See example of a different type and more complex dataset: The 25 most prevalent SGBs in 2,500 food microbiome samples.

 

1.2 Microbiome composition analysis Microbiome composition analysis

1.2.1 Alpha diversity analysis Single-sample microbial composition (alpha diversity)

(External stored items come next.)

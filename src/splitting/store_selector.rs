use std::sync::Arc;

use anyhow::Result;
use uuid::Uuid;

use crate::domain::product::Product;
use crate::domain::store::Store;
use crate::storage::StoreStorage;

use super::errors::SplitError;

// ============================================================================
// Store Selector
// ============================================================================

/// Resolves which store a purchasable entity is sold from.
///
/// A single-store product sells from that store. A multi-store product
/// sells from the caller's current store; if the current store is not
/// among the candidates, the storefront listings were not filtered
/// properly and the selection fails. A product with no store at all is a
/// malformed catalog entry.
pub struct StoreSelector {
    stores: Arc<dyn StoreStorage>,
}

impl StoreSelector {
    pub fn new(stores: Arc<dyn StoreStorage>) -> Self {
        Self { stores }
    }

    pub async fn select(&self, product: &Product, current_store_id: Uuid) -> Result<Store> {
        let store_id = match product.store_ids.as_slice() {
            [] => return Err(SplitError::ProductNotInAnyStore(product.id).into()),
            [only] => *only,
            candidates => {
                if !candidates.contains(&current_store_id) {
                    return Err(SplitError::NotSellableFromCurrentStore(product.id).into());
                }
                current_store_id
            }
        };

        self.stores
            .load(store_id)
            .await?
            .ok_or_else(|| SplitError::MissingStore(store_id).into())
    }
}

// ============================================================================
// Unit Tests
// ============================================================================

mpa_path=/home/hutlab_public/.local/lib/python3.6/site-packages/metaphlan/utils
output=metaphlan_output/alpha_diversity
mkdir ${output}

for metric in richness shannon; do
    Rscript ${mpa_path}/calculate_diversity.R \
        -f metaphlan_output/merged_abundance_species.txt \
        -o ${output} \
        -d alpha \
        -p alpha \
        -m ${metric}
done

1.2.2 Visualize alpha diversity per group

ls metaphlan_output/alpha_diversity/
# df_meta = pd.read_csv('/home/hutlab_public/Tutorials/metaphlan4/input/metadata_samples.tsv', header=0, sep='\t')
df_alpha = df_alpha.read_csv('metaphlan_output/alpha_diversity/alpha_shannon.tsv', sep='\t', header=0, index_col=0)
df_alpha = df_alpha.reset_index().rename(columns={'index':'sampleID'}).merge(df_meta[['sampleID', 'bs_ls' ]], on='sampleID', how='left')

plt.figure(figsize=(6, 5), dpi=150)

ax = sns.boxplot(data=df_alpha, y="diversity_shannon", x='bs_ls', hue='bs_ls')
ax.set_title('Shannon-Index')

plt.savefig('metaphlan_output/alpha_diversity/alpha_shannon.png', dpi=150)

1.2.3 Between-sample community composition comparison (beta diversity)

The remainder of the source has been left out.